British consumers reined in spending on clothing in June during a cold spell, another indication that poor weather has contributed to lacklustre economic growth.

Barclays Plc said that weaker retail sales drove a 0.6 percent year-on-year drop in card spending last month, the first decline since the depths of the Covid-19 lockdown in early 2021. Separate figures from the British Retail Consortium and and KPMG showed total retail sales fell 0.2 percent in June — a reversal of fortunes from an annual gain of 4.9 percent a year ago.

The figures point to another weak month for retail sales in official data that’s due out next week after the cold period in the first half of June. Retailers have sapped the economy’s momentum in the second quarter with the sector also holding back growth during a wetter-than-usual April.
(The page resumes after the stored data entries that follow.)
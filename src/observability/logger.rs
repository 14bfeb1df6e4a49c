//! Structured JSON logger
//!
//! - One log line = one event
//! - `event` first, then `severity`, then fields sorted by key
//! - Synchronous, written to stderr so stdout stays free for results
//! - Events below the process-wide minimum severity are dropped

use std::fmt;
use std::io::{self, Write};
use std::sync::atomic::{AtomicU8, Ordering};

/// Log severity levels
#[derive(Debug, Clone, Copy, PartialEq, Eq, PartialOrd, Ord)]
pub enum Severity {
    /// Debug-level detail
    Trace = 0,
    /// Normal operations
    Info = 1,
    /// Recoverable issues
    Warn = 2,
    /// Operation failures
    Error = 3,
    /// Unrecoverable, process exits
    Fatal = 4,
}

static MIN_SEVERITY: AtomicU8 = AtomicU8::new(Severity::Warn as u8);

impl Severity {
    /// Returns the string representation
    pub fn as_str(&self) -> &'static str {
        match self {
            Severity::Trace => "TRACE",
            Severity::Info => "INFO",
            Severity::Warn => "WARN",
            Severity::Error => "ERROR",
            Severity::Fatal => "FATAL",
        }
    }

    /// Parses a config level name, case-insensitive
    pub fn parse(level: &str) -> Option<Self> {
        match level.to_ascii_lowercase().as_str() {
            "trace" => Some(Severity::Trace),
            "info" => Some(Severity::Info),
            "warn" => Some(Severity::Warn),
            "error" => Some(Severity::Error),
            "fatal" => Some(Severity::Fatal),
            _ => None,
        }
    }

    fn from_u8(value: u8) -> Self {
        match value {
            0 => Severity::Trace,
            1 => Severity::Info,
            2 => Severity::Warn,
            3 => Severity::Error,
            _ => Severity::Fatal,
        }
    }
}

impl fmt::Display for Severity {
    fn fmt(&self, f: &mut fmt::Formatter<'_>) -> fmt::Result {
        write!(f, "{}", self.as_str())
    }
}

/// A structured logger that outputs JSON lines
pub struct Logger;

impl Logger {
    /// Sets the process-wide minimum severity
    pub fn set_min_severity(severity: Severity) {
        MIN_SEVERITY.store(severity as u8, Ordering::Relaxed);
    }

    /// Returns the process-wide minimum severity
    pub fn min_severity() -> Severity {
        Severity::from_u8(MIN_SEVERITY.load(Ordering::Relaxed))
    }

    /// Whether an event at `severity` would be written
    pub fn enabled(severity: Severity) -> bool {
        severity >= Self::min_severity()
    }

    /// Log an event with the given severity and fields
    pub fn log(severity: Severity, event: &str, fields: &[(&str, &str)]) {
        if !Self::enabled(severity) {
            return;
        }
        Self::log_to_writer(severity, event, fields, &mut io::stderr());
    }

    fn log_to_writer<W: Write>(
        severity: Severity,
        event: &str,
        fields: &[(&str, &str)],
        writer: &mut W,
    ) {
        let mut output = String::with_capacity(256);

        output.push('{');

        output.push_str("\"event\":\"");
        Self::escape_json_string(&mut output, event);
        output.push('"');

        output.push_str(",\"severity\":\"");
        output.push_str(severity.as_str());
        output.push('"');

        let mut sorted_fields: Vec<_> = fields.iter().collect();
        sorted_fields.sort_by_key(|(k, _)| *k);

        for (key, value) in sorted_fields {
            output.push_str(",\"");
            Self::escape_json_string(&mut output, key);
            output.push_str("\":\"");
            Self::escape_json_string(&mut output, value);
            output.push('"');
        }

        output.push('}');
        output.push('\n');

        // One write per line
        let _ = writer.write_all(output.as_bytes());
        let _ = writer.flush();
    }

    fn escape_json_string(output: &mut String, s: &str) {
        for c in s.chars() {
            match c {
                '"' => output.push_str("\\\""),
                '\\' => output.push_str("\\\\"),
                '\n' => output.push_str("\\n"),
                '\r' => output.push_str("\\r"),
                '\t' => output.push_str("\\t"),
                c if c.is_control() => {
                    output.push_str(&format!("\\u{:04x}", c as u32));
                }
                c => output.push(c),
            }
        }
    }

    /// Log at TRACE level
    pub fn trace(event: &str, fields: &[(&str, &str)]) {
        Self::log(Severity::Trace, event, fields);
    }

    /// Log at INFO level
    pub fn info(event: &str, fields: &[(&str, &str)]) {
        Self::log(Severity::Info, event, fields);
    }

    /// Log at WARN level
    pub fn warn(event: &str, fields: &[(&str, &str)]) {
        Self::log(Severity::Warn, event, fields);
    }

    /// Log at ERROR level
    pub fn error(event: &str, fields: &[(&str, &str)]) {
        Self::log(Severity::Error, event, fields);
    }

    /// Log at FATAL level
    pub fn fatal(event: &str, fields: &[(&str, &str)]) {
        Self::log(Severity::Fatal, event, fields);
    }
}

/// Capture logs to a buffer for testing
#[cfg(test)]
pub fn capture_log(severity: Severity, event: &str, fields: &[(&str, &str)]) -> String {
    let mut buffer = Vec::new();
    Logger::log_to_writer(severity, event, fields, &mut buffer);
    String::from_utf8(buffer).unwrap()
}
More extreme weather due to climate change is creating larger swings in shopping figures, as Britons go from splurging to restraint in colder months.

“Despite pressure on household finances easing, with petrol and energy costs and shop price inflation all continuing to fall, consumers remain incredibly reluctant to take the brakes off of their spending,” said Linda Ellett, KPMG’s UK head of consumer, retail and leisure. “The stimulus of good weather, Wimbledon and Euro 24, which was hoped would drive consumer spending, has so far failed to materialise and financial concerns remain with many households.”

Data from Barclays showed that retail spending fell by 2.6 percent, driven by a near 8 percent plunge in clothing sales. The bank said colder weather in early June had weighed on the figures.

Non-food sales slumping 2.9 percent in the three months to June versus a year ago, according to the BRC. High street sales were particularly badly hit by consumers staying away, with most of the fall coming from a 3.7 percent decline in in-store non-food sales on a strong comparable the year before.

“The sluggish demand at the start of June even caused some fashion brands to adjust their sales schedules, although I was pleased to see that the situation has since improved with the arrival of sunnier days,” said Karen Johnson, head of retail at Barclays.

She said that sunnier weather and the Euro football tournament are a potential boost to spending in July with England making it to the semi-finals.

“Retailers remain hopeful that as the summer social season gets into full swing and the weather improves, sales will follow suit,” said Helen Dickinson, chief executive of the BRC.